The Changsha Meixihu International Culture and Arts Centre (Chinese: 梅溪湖國際文化藝術中心) is a cultural complex located in the Meixihu subdistrict of Changsha, Hunan, China. It was completed in 2019. The complex was designed by British architectural firm Zaha Hadid Architects.

Design 
The complex contains three separate cultural institutions: a theatre, a contemporary art museum (MICA), and a multi-purpose venue. It has a total floor area of 115,000 square metres. The design of the complex is characteristic of Zaha Hadid Architect's neo-futurist style. The exterior of the buildings are dominated by sweeping white-tiled curves.
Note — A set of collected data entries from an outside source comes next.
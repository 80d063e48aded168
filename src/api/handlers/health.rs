//! Handler for health check endpoint.

use axum::{Json, extract::State, http::StatusCode};

use crate::api::dto::health::{CheckStatus, HealthChecks, HealthResponse};
use crate::state::AppState;

/// Returns service health status with component checks.
///
/// # Endpoint
///
/// `GET /health`
///
/// # Response Codes
///
/// - **200 OK**: Storage reachable
/// - **503 Service Unavailable**: Storage degraded
///
/// # Response
///
/// ```json
/// {
///   "status": "healthy",
///   "version": "0.1.0",
///   "checks": {
///     "storage": { "status": "ok" }
///   }
/// }
/// ```
pub async fn health_handler(
    State(state): State<AppState>,
) -> Result<Json<HealthResponse>, (StatusCode, Json<HealthResponse>)> {
    let storage_check = check_storage(&state).await;
    let healthy = storage_check.status == "ok";

    let response = HealthResponse {
        status: if healthy { "healthy" } else { "degraded" }.to_string(),
        version: env!("CARGO_PKG_VERSION").to_string(),
        checks: HealthChecks {
            storage: storage_check,
        },
    };

    if healthy {
        Ok(Json(response))
    } else {
        Err((StatusCode::SERVICE_UNAVAILABLE, Json(response)))
    }
}

/// Pings the storage backend.
async fn check_storage(state: &AppState) -> CheckStatus {
    match state.url_service.health_check().await {
        Ok(()) => CheckStatus {
            status: "ok".to_string(),
            message: None,
        },
        Err(e) => CheckStatus {
            status: "error".to_string(),
            message: Some(format!("Storage error: {}", e)),
        },
    }
}
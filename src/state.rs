//! Shared application state injected into handlers.

use std::sync::Arc;

use crate::application::services::{ShortenerSettings, UrlService};
use crate::domain::repositories::UrlRepository;

/// Handler state. Cheap to clone; everything behind `Arc`.
#[derive(Clone)]
pub struct AppState {
    pub url_service: Arc<UrlService<dyn UrlRepository>>,
}

impl AppState {
    /// Wires a service around the chosen storage backend.
    pub fn new(repository: Arc<dyn UrlRepository>, settings: ShortenerSettings) -> Self {
        Self {
            url_service: Arc::new(UrlService::new(repository, settings)),
        }
    }
}
//! Core domain entities.
//!
//! - [`UrlRecord`] - A stored short code mapping
//! - [`NewUrlRecord`] - Input for creating a record
//! - [`UrlStats`] - Public statistics projection of a record

pub mod url_record;

pub use url_record::{NewUrlRecord, UrlRecord, UrlStats};
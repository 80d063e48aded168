//! Repository implementations.
//!
//! # Repositories
//!
//! - [`MemoryUrlRepository`] - Process-local maps behind a single lock
//! - [`PgUrlRepository`] - PostgreSQL storage via SQLx

pub mod memory_url_repository;
pub mod pg_url_repository;

pub use memory_url_repository::MemoryUrlRepository;
pub use pg_url_repository::PgUrlRepository;
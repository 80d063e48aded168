//! Handler for link shortening endpoint.

use axum::{Json, extract::State, http::StatusCode};
use validator::Validate;

use crate::api::dto::shorten::{ShortenRequest, ShortenResponse};
use crate::error::AppError;
use crate::state::AppState;

/// Creates a short URL for a long URL.
///
/// # Endpoint
///
/// `POST /api/v1/urls`
///
/// # Request Body
///
/// ```json
/// { "url": "https://example.com" }
/// ```
///
/// # Response
///
/// `201 Created` for a new record, `200 OK` when an existing record was
/// returned by deduplication:
///
/// ```json
/// {
///   "short_code": "aB3_x9",
///   "short_url": "http://localhost:8080/aB3_x9",
///   "original_url": "https://example.com",
///   "created_at": "2026-01-01T00:00:00Z"
/// }
/// ```
///
/// # Errors
///
/// Returns 400 Bad Request if the URL is missing or invalid.
pub async fn shorten_handler(
    State(state): State<AppState>,
    Json(payload): Json<ShortenRequest>,
) -> Result<(StatusCode, Json<ShortenResponse>), AppError> {
    payload.validate()?;

    let outcome = state.url_service.shorten(&payload.url).await?;
    let record = outcome.record;

    let status = if outcome.created {
        tracing::info!(code = %record.short_code, "Short URL created");
        StatusCode::CREATED
    } else {
        StatusCode::OK
    };

    let response = ShortenResponse {
        short_url: state.url_service.short_url(&record.short_code),
        short_code: record.short_code,
        original_url: record.original_url,
        created_at: record.created_at,
    };

    Ok((status, Json(response)))
}
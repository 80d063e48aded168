//! CLI administration tool for shortlink.
//!
//! Manages short URLs, shows statistics, and performs database checks
//! directly against PostgreSQL without going through the HTTP API.
//!
//! # Usage
//!
//! ```bash
//! # Shorten a URL
//! cargo run --bin admin -- links create https://example.com
//!
//! # List the newest links
//! cargo run --bin admin -- links list --limit 20
//!
//! # Inspect or delete a link
//! cargo run --bin admin -- links show aB3_x9
//! cargo run --bin admin -- links delete aB3_x9 -y
//!
//! # View statistics
//! cargo run --bin admin -- stats
//!
//! # Check database connection
//! cargo run --bin admin -- db check
//! ```
//!
//! # Environment Variables
//!
//! Reads the same variables as the server. `DATABASE_URL` (or the `DB_*`
//! components) is required; `BASE_URL`, `SHORT_CODE_LENGTH` and
//! `SHORTEN_POLICY` affect `links create`.

use shortlink::application::services::UrlService;
use shortlink::config::{Config, mask_connection_string};
use shortlink::domain::entities::UrlRecord;
use shortlink::infrastructure::persistence::PgUrlRepository;

use anyhow::{Context, Result};
use clap::{Parser, Subcommand};
use colored::*;
use dialoguer::Confirm;
use sqlx::PgPool;
use std::sync::Arc;

type Service = UrlService<PgUrlRepository>;

/// CLI tool for managing shortlink.
#[derive(Parser)]
#[command(name = "admin")]
#[command(author, version, about, long_about = None)]
struct Cli {
    #[command(subcommand)]
    command: Commands,
}

/// Top-level command groups.
#[derive(Subcommand)]
enum Commands {
    /// Manage short links
    Links {
        #[command(subcommand)]
        action: LinksAction,
    },

    /// Show statistics
    Stats,

    /// Database operations
    Db {
        #[command(subcommand)]
        action: DbAction,
    },
}

#[derive(Subcommand)]
enum LinksAction {
    /// List links, newest first
    List {
        #[arg(short, long, default_value_t = 25)]
        limit: i64,

        #[arg(short, long, default_value_t = 0)]
        offset: i64,
    },

    /// Show a single link with its click count
    Show { code: String },

    /// Shorten a URL
    Create { url: String },

    /// Delete a link
    Delete {
        code: String,

        /// Skip confirmation prompt
        #[arg(short = 'y', long)]
        yes: bool,
    },
}

/// Database operation subcommands.
#[derive(Subcommand)]
enum DbAction {
    /// Check database connection
    Check,

    /// Show database info
    Info,
}

#[tokio::main]
async fn main() -> Result<()> {
    dotenvy::dotenv().ok();

    let cli = Cli::parse();

    let config = Config::from_env()?;
    let database_url = config
        .database_url
        .clone()
        .context("DATABASE_URL (or DB_USER/DB_PASSWORD/DB_NAME) must be set")?;

    let pool = PgPool::connect(&database_url)
        .await
        .with_context(|| {
            format!(
                "Failed to connect to database {}",
                mask_connection_string(&database_url)
            )
        })?;

    match cli.command {
        Commands::Links { action } => {
            let repository = Arc::new(PgUrlRepository::new(Arc::new(pool)));
            let service = UrlService::new(repository, config.shortener_settings());
            handle_links_action(action, &service).await?
        }
        Commands::Stats => handle_stats(&pool).await?,
        Commands::Db { action } => handle_db_action(action, &pool, &config).await?,
    }

    Ok(())
}

async fn handle_links_action(action: LinksAction, service: &Service) -> Result<()> {
    match action {
        LinksAction::List { limit, offset } => list_links(service, limit, offset).await,
        LinksAction::Show { code } => show_link(service, &code).await,
        LinksAction::Create { url } => create_link(service, &url).await,
        LinksAction::Delete { code, yes } => delete_link(service, &code, yes).await,
    }
}

/// Lists links in a table.
///
/// # Output Format
///
/// ```text
/// 📋 Links
///
///   Code         Clicks   Created            URL
///   ────────────────────────────────────────────────────────────
///   aB3_x9       12       2026-01-15 10:30   https://example.com
/// ```
async fn list_links(service: &Service, limit: i64, offset: i64) -> Result<()> {
    println!("{}", "📋 Links".bright_blue().bold());
    println!();

    let (records, total) = service.list(limit, offset).await?;

    if records.is_empty() {
        println!("{}", "  No links found".yellow());
        println!();
        println!(
            "  Create one with: {} admin links create <url>",
            "cargo run --bin".bright_cyan()
        );
        return Ok(());
    }

    println!(
        "  {:<12} {:<8} {:<18} {}",
        "Code".bright_white().bold(),
        "Clicks".bright_white().bold(),
        "Created".bright_white().bold(),
        "URL".bright_white().bold()
    );
    println!("  {}", "─".repeat(75).bright_black());

    for record in &records {
        println!(
            "  {:<12} {:<8} {:<18} {}",
            record.short_code.cyan(),
            record.click_count.to_string().bright_green(),
            record
                .created_at
                .format("%Y-%m-%d %H:%M")
                .to_string()
                .bright_black(),
            truncate(&record.original_url, 60)
        );
    }

    println!();
    println!(
        "  Showing {} of {}",
        records.len().to_string().bright_white().bold(),
        total.to_string().bright_white().bold()
    );
    println!();

    Ok(())
}

async fn show_link(service: &Service, code: &str) -> Result<()> {
    let stats = service.stats(code).await?;

    println!("{}", "🔗 Link".bright_blue().bold());
    println!();
    println!("  Code:      {}", stats.short_code.cyan());
    println!("  Short URL: {}", service.short_url(&stats.short_code).bright_yellow());
    println!("  Target:    {}", stats.original_url);
    println!(
        "  Created:   {}",
        stats
            .created_at
            .format("%Y-%m-%d %H:%M:%S UTC")
            .to_string()
            .bright_black()
    );
    println!(
        "  Clicks:    {}",
        stats.click_count.to_string().bright_green().bold()
    );
    println!();

    Ok(())
}

async fn create_link(service: &Service, url: &str) -> Result<()> {
    let outcome = service.shorten(url).await?;
    let record: &UrlRecord = &outcome.record;

    if outcome.created {
        println!("{}", "✅ Short URL created".green().bold());
    } else {
        println!("{}", "ℹ️  URL already shortened".yellow());
    }
    println!();
    println!(
        "  {} → {}",
        service.short_url(&record.short_code).bright_yellow().bold(),
        record.original_url
    );
    println!();

    Ok(())
}

/// Deletes a link after confirmation (default: No).
async fn delete_link(service: &Service, code: &str, skip_confirm: bool) -> Result<()> {
    println!("{}", "🗑️  Delete Link".bright_blue().bold());
    println!();

    let stats = service.stats(code).await?;

    println!("  Code:   {}", stats.short_code.cyan());
    println!("  Target: {}", stats.original_url);
    println!(
        "  Clicks: {}",
        stats.click_count.to_string().bright_black()
    );
    println!();

    if !skip_confirm {
        let confirmed = Confirm::new()
            .with_prompt("Delete this link?")
            .default(false)
            .interact()?;

        if !confirmed {
            println!("{}", "❌ Cancelled".red());
            return Ok(());
        }
    }

    service.delete(code).await?;

    println!();
    println!("{}", "✅ Link deleted".green().bold());
    println!();

    Ok(())
}

/// Displays link and click totals.
async fn handle_stats(pool: &PgPool) -> Result<()> {
    println!("{}", "📊 Statistics".bright_blue().bold());
    println!();

    let links_count: i64 = sqlx::query_scalar("SELECT COUNT(*) FROM urls")
        .fetch_one(pool)
        .await?;

    let clicks_count: i64 =
        sqlx::query_scalar("SELECT COALESCE(SUM(click_count), 0)::BIGINT FROM urls")
            .fetch_one(pool)
            .await?;

    println!(
        "  Links:  {}",
        links_count.to_string().bright_green().bold()
    );
    println!(
        "  Clicks: {}",
        clicks_count.to_string().bright_green().bold()
    );
    println!();

    Ok(())
}

/// Handles database diagnostic commands.
async fn handle_db_action(action: DbAction, pool: &PgPool, config: &Config) -> Result<()> {
    match action {
        DbAction::Check => {
            println!("{}", "🔍 Checking database connection...".bright_blue());

            sqlx::query("SELECT 1").fetch_one(pool).await?;

            println!("{}", "✅ Database connection OK".green().bold());
        }
        DbAction::Info => {
            println!("{}", "ℹ️  Database Information".bright_blue().bold());
            println!();

            let version: String = sqlx::query_scalar("SELECT version()")
                .fetch_one(pool)
                .await?;

            let migrations: i64 = sqlx::query_scalar("SELECT COUNT(*) FROM _sqlx_migrations")
                .fetch_one(pool)
                .await
                .unwrap_or(0);

            if let Some(ref url) = config.database_url {
                println!("  Connection: {}", mask_connection_string(url).bright_black());
            }
            println!("  PostgreSQL: {}", version.bright_white());
            println!("  Migrations: {}", migrations.to_string().bright_white());
            println!();
        }
    }

    Ok(())
}

fn truncate(s: &str, max_chars: usize) -> String {
    if s.chars().count() <= max_chars {
        return s.to_string();
    }
    let mut out: String = s.chars().take(max_chars.saturating_sub(1)).collect();
    out.push('…');
    out
}
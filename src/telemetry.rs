//! Tracing subscriber setup.

use tracing_subscriber::EnvFilter;

/// Installs the global subscriber.
///
/// `RUST_LOG` directives take precedence; `log_level` is the fallback filter.
/// `log_format` selects human-readable (`text`) or one-object-per-line (`json`) output.
///
/// Calling this twice is harmless: the second install is ignored.
pub fn init_tracing(log_level: &str, log_format: &str) {
    let filter = EnvFilter::try_from_default_env()
        .or_else(|_| EnvFilter::try_new(log_level))
        .unwrap_or_else(|_| EnvFilter::new("info"));

    let builder = tracing_subscriber::fmt()
        .with_env_filter(filter)
        .with_target(true);

    let result = if log_format == "json" {
        builder
            .json()
            .with_current_span(true)
            .flatten_event(true)
            .try_init()
    } else {
        builder.try_init()
    };

    if let Err(e) = result {
        eprintln!("tracing subscriber already installed: {e}");
    }
}
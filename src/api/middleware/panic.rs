//! Converts handler panics into JSON 500 responses.

use std::any::Any;

use axum::{
    Json,
    http::StatusCode,
    response::{IntoResponse, Response},
};
use serde_json::json;
use tower_http::catch_panic::CatchPanicLayer;

type PanicHandler = fn(Box<dyn Any + Send + 'static>) -> Response;

/// Catches handler panics and answers with a JSON 500.
pub fn layer() -> CatchPanicLayer<PanicHandler> {
    CatchPanicLayer::custom(handle_panic as PanicHandler)
}

fn handle_panic(err: Box<dyn Any + Send + 'static>) -> Response {
    let detail = if let Some(s) = err.downcast_ref::<String>() {
        s.clone()
    } else if let Some(s) = err.downcast_ref::<&str>() {
        s.to_string()
    } else {
        "unknown panic".to_string()
    };

    tracing::error!(panic = %detail, "Recovered from panic in request handler");

    let body = json!({
        "error": {
            "code": "internal_error",
            "message": "Internal server error",
            "details": {}
        }
    });

    (StatusCode::INTERNAL_SERVER_ERROR, Json(body)).into_response()
}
The theatre, known as the Grand Theatre, is the largest building in the complex. It provides all front-of-house functions in lobbies, bars, and hospitality suites, as well as ancillary functions including administration offices, rehearsal studios, backstage logistics, wardrobe, and dressing rooms. The theatre has a capacity of 1800 seats.

The MICA art museum contains an atrium for large-scale installations and events, and has dedicated spaces for community workshops, a lecture theatre, a café, and a museum shop. The multi-purpose venue has a capacity of 500 seats.

Two pedestrian bridges connect the complex to Festival Island, a linear islet located in Meixi Lake.

Transport 
The complex is connected to line 2 of the Changsha Metro.